Material supplied
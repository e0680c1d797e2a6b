//! Schema snapshot - consistent copy of every schema definition.

use super::{MethodDef, PropertyDef, RelationshipDef, TypeDef, ViewDef};
use crate::error::Error;
use rkyv::{Archive, Deserialize, Serialize};
use serde::{Deserialize as SerdeDeserialize, Serialize as SerdeSerialize};
use std::collections::BTreeMap;
use std::time::{SystemTime, UNIX_EPOCH};

/// Current time in microseconds since the Unix epoch.
pub fn current_timestamp() -> u64 {
    SystemTime::now()
        .duration_since(UNIX_EPOCH)
        .map(|d| d.as_micros() as u64)
        .unwrap_or(0)
}

/// A versioned snapshot of the whole schema graph.
#[derive(Debug, Clone, PartialEq, Archive, Serialize, Deserialize, SerdeSerialize, SerdeDeserialize)]
pub struct SchemaSnapshot {
    /// Store version the snapshot was taken at.
    #[serde(default)]
    pub version: u64,
    /// Creation timestamp (microseconds since Unix epoch).
    #[serde(default)]
    pub created_at: u64,
    /// Type definitions keyed by name.
    #[serde(default)]
    pub types: BTreeMap<String, TypeDef>,
    /// Relationship definitions, in declaration order.
    #[serde(default)]
    pub relationships: Vec<RelationshipDef>,
    /// Property definitions, in declaration order.
    #[serde(default)]
    pub properties: Vec<PropertyDef>,
    /// View definitions, in declaration order.
    #[serde(default)]
    pub views: Vec<ViewDef>,
    /// Method definitions, in declaration order.
    #[serde(default)]
    pub methods: Vec<MethodDef>,
}

impl SchemaSnapshot {
    /// Create an empty snapshot.
    pub fn new(version: u64) -> Self {
        Self {
            version,
            created_at: current_timestamp(),
            types: BTreeMap::new(),
            relationships: Vec::new(),
            properties: Vec::new(),
            views: Vec::new(),
            methods: Vec::new(),
        }
    }

    /// Add a type.
    pub fn with_type(mut self, ty: TypeDef) -> Self {
        self.types.insert(ty.name.clone(), ty);
        self
    }

    /// Add a relationship.
    pub fn with_relationship(mut self, rel: RelationshipDef) -> Self {
        self.relationships.push(rel);
        self
    }

    /// Add a property to `owner`.
    pub fn with_property(mut self, owner: &str, prop: PropertyDef) -> Self {
        self.properties.push(prop.owned_by(owner));
        self
    }

    /// Add a view to `owner`.
    pub fn with_view(mut self, owner: &str, view: ViewDef) -> Self {
        self.views.push(view.owned_by(owner));
        self
    }

    /// Add a method to `owner`.
    pub fn with_method(mut self, owner: &str, method: MethodDef) -> Self {
        self.methods.push(method.owned_by(owner));
        self
    }

    /// Get a type by name.
    pub fn get_type(&self, name: &str) -> Option<&TypeDef> {
        self.types.get(name)
    }

    /// Check if a schema-defined (non-builtin) type exists.
    pub fn is_dynamic_type(&self, name: &str) -> bool {
        self.types.get(name).is_some_and(|t| !t.is_builtin)
    }

    /// All type names, sorted.
    pub fn type_names(&self) -> Vec<&str> {
        self.types.keys().map(String::as_str).collect()
    }

    /// Relationships where `type_name` is the source.
    pub fn relationships_from(&self, type_name: &str) -> Vec<&RelationshipDef> {
        self.relationships
            .iter()
            .filter(|r| r.source_type == type_name)
            .collect()
    }

    /// Relationships where `type_name` is the target.
    pub fn relationships_to(&self, type_name: &str) -> Vec<&RelationshipDef> {
        self.relationships
            .iter()
            .filter(|r| r.target_type == type_name)
            .collect()
    }

    /// Properties owned by `type_name`.
    pub fn properties_of(&self, type_name: &str) -> Vec<&PropertyDef> {
        self.properties
            .iter()
            .filter(|p| p.owner == type_name)
            .collect()
    }

    /// Views owned by `type_name`.
    pub fn views_of(&self, type_name: &str) -> Vec<&ViewDef> {
        self.views.iter().filter(|v| v.owner == type_name).collect()
    }

    /// Methods owned by `type_name`.
    pub fn methods_of(&self, type_name: &str) -> Vec<&MethodDef> {
        self.methods.iter().filter(|m| m.owner == type_name).collect()
    }

    /// Number of relationship definitions touching `type_name`.
    pub fn relationship_count(&self, type_name: &str) -> u32 {
        self.relationships
            .iter()
            .filter(|r| r.touches(type_name))
            .count() as u32
    }

    /// Serialize the snapshot to bytes.
    pub fn to_bytes(&self) -> Result<Vec<u8>, Error> {
        rkyv::to_bytes::<rkyv::rancor::Error>(self)
            .map(|v| v.to_vec())
            .map_err(|e| Error::Serialization(e.to_string()))
    }

    /// Deserialize a snapshot from bytes.
    pub fn from_bytes(bytes: &[u8]) -> Result<Self, Error> {
        rkyv::from_bytes::<Self, rkyv::rancor::Error>(bytes)
            .map_err(|e| Error::Deserialization(e.to_string()))
    }
}

impl Default for SchemaSnapshot {
    fn default() -> Self {
        Self::new(0)
    }
}

/// A type together with its owned definitions, as written in schema files.
#[derive(Debug, Clone, PartialEq, SerdeSerialize, SerdeDeserialize)]
pub struct TypeDocument {
    /// The type itself.
    #[serde(flatten)]
    pub def: TypeDef,
    /// Owned properties.
    #[serde(default)]
    pub properties: Vec<PropertyDef>,
    /// Owned views.
    #[serde(default)]
    pub views: Vec<ViewDef>,
    /// Owned methods.
    #[serde(default)]
    pub methods: Vec<MethodDef>,
}

/// JSON schema file layout: types with nested definitions plus relationships.
#[derive(Debug, Clone, Default, PartialEq, SerdeSerialize, SerdeDeserialize)]
pub struct SchemaDocument {
    /// Types in declaration order.
    #[serde(default)]
    pub types: Vec<TypeDocument>,
    /// Relationships in declaration order.
    #[serde(default)]
    pub relationships: Vec<RelationshipDef>,
}

impl SchemaDocument {
    /// Parse a schema file.
    pub fn from_json(json: &str) -> Result<Self, Error> {
        serde_json::from_str(json).map_err(|e| Error::Deserialization(e.to_string()))
    }

    /// Render as pretty JSON.
    pub fn to_json(&self) -> Result<String, Error> {
        serde_json::to_string_pretty(self).map_err(|e| Error::Serialization(e.to_string()))
    }

    /// Flatten into a snapshot, stamping owners on nested definitions.
    pub fn into_snapshot(self) -> SchemaSnapshot {
        let mut snapshot = SchemaSnapshot::new(0);
        for doc in self.types {
            let owner = doc.def.name.clone();
            snapshot
                .properties
                .extend(doc.properties.into_iter().map(|p| p.owned_by(&owner)));
            snapshot
                .views
                .extend(doc.views.into_iter().map(|v| v.owned_by(&owner)));
            snapshot
                .methods
                .extend(doc.methods.into_iter().map(|m| m.owned_by(&owner)));
            snapshot.types.insert(owner, doc.def);
        }
        snapshot.relationships = self.relationships;
        snapshot
    }

    /// Nest a snapshot back into file layout.
    pub fn from_snapshot(snapshot: &SchemaSnapshot) -> Self {
        let types = snapshot
            .types
            .values()
            .map(|def| TypeDocument {
                def: def.clone(),
                properties: snapshot.properties_of(&def.name).into_iter().cloned().collect(),
                views: snapshot.views_of(&def.name).into_iter().cloned().collect(),
                methods: snapshot.methods_of(&def.name).into_iter().cloned().collect(),
            })
            .collect();

        Self {
            types,
            relationships: snapshot.relationships.clone(),
        }
    }
}

#[cfg(test)]
mod tests {
    use super::*;
    use crate::catalog::PropertyType;

    fn sample_snapshot() -> SchemaSnapshot {
        SchemaSnapshot::new(3)
            .with_type(TypeDef::new("Customer"))
            .with_type(TypeDef::new("Order"))
            .with_type(TypeDef::new("Principal").with_builtin())
            .with_property("Customer", PropertyDef::typed("email", PropertyType::String))
            .with_relationship(RelationshipDef::one_to_many("Customer", "OWNS", "Order"))
            .with_view("Customer", ViewDef::new("public").with_member("email"))
            .with_method("Order", MethodDef::new("onCreation", "{ }"))
    }

    #[test]
    fn test_queries() {
        let snapshot = sample_snapshot();

        assert_eq!(snapshot.properties_of("Customer").len(), 1);
        assert_eq!(snapshot.relationships_from("Customer").len(), 1);
        assert_eq!(snapshot.relationships_to("Order").len(), 1);
        assert_eq!(snapshot.views_of("Customer")[0].owner, "Customer");
        assert_eq!(snapshot.methods_of("Order").len(), 1);
        assert_eq!(snapshot.relationship_count("Order"), 1);
        assert!(snapshot.is_dynamic_type("Customer"));
        assert!(!snapshot.is_dynamic_type("Principal"));
        assert!(!snapshot.is_dynamic_type("Missing"));
    }

    #[test]
    fn test_serialization_roundtrip() {
        let snapshot = sample_snapshot();
        let bytes = snapshot.to_bytes().unwrap();
        let decoded = SchemaSnapshot::from_bytes(&bytes).unwrap();

        assert_eq!(snapshot, decoded);
    }

    #[test]
    fn test_document_nesting() {
        let json = r#"{
            "types": [
                {"name": "Customer", "properties": [{"name": "email", "type": "String"}]},
                {"name": "Order"}
            ],
            "relationships": [
                {"source_type": "Customer", "target_type": "Order", "relationship_type": "OWNS",
                 "source_multiplicity": "1", "target_multiplicity": "*"}
            ]
        }"#;

        let snapshot = SchemaDocument::from_json(json).unwrap().into_snapshot();
        assert_eq!(snapshot.types.len(), 2);
        assert_eq!(snapshot.properties_of("Customer")[0].name, "email");

        let doc = SchemaDocument::from_snapshot(&snapshot);
        assert_eq!(doc.types[0].properties.len(), 1);
        assert_eq!(doc.relationships.len(), 1);
    }
}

Exercise details
Within the data above, pick out all lines holding the word "Deserialization".

Your response
            .map_err(|e| Error::Deserialization(e.to_string()))
        serde_json::from_str(json).map_err(|e| Error::Deserialization(e.to_string()))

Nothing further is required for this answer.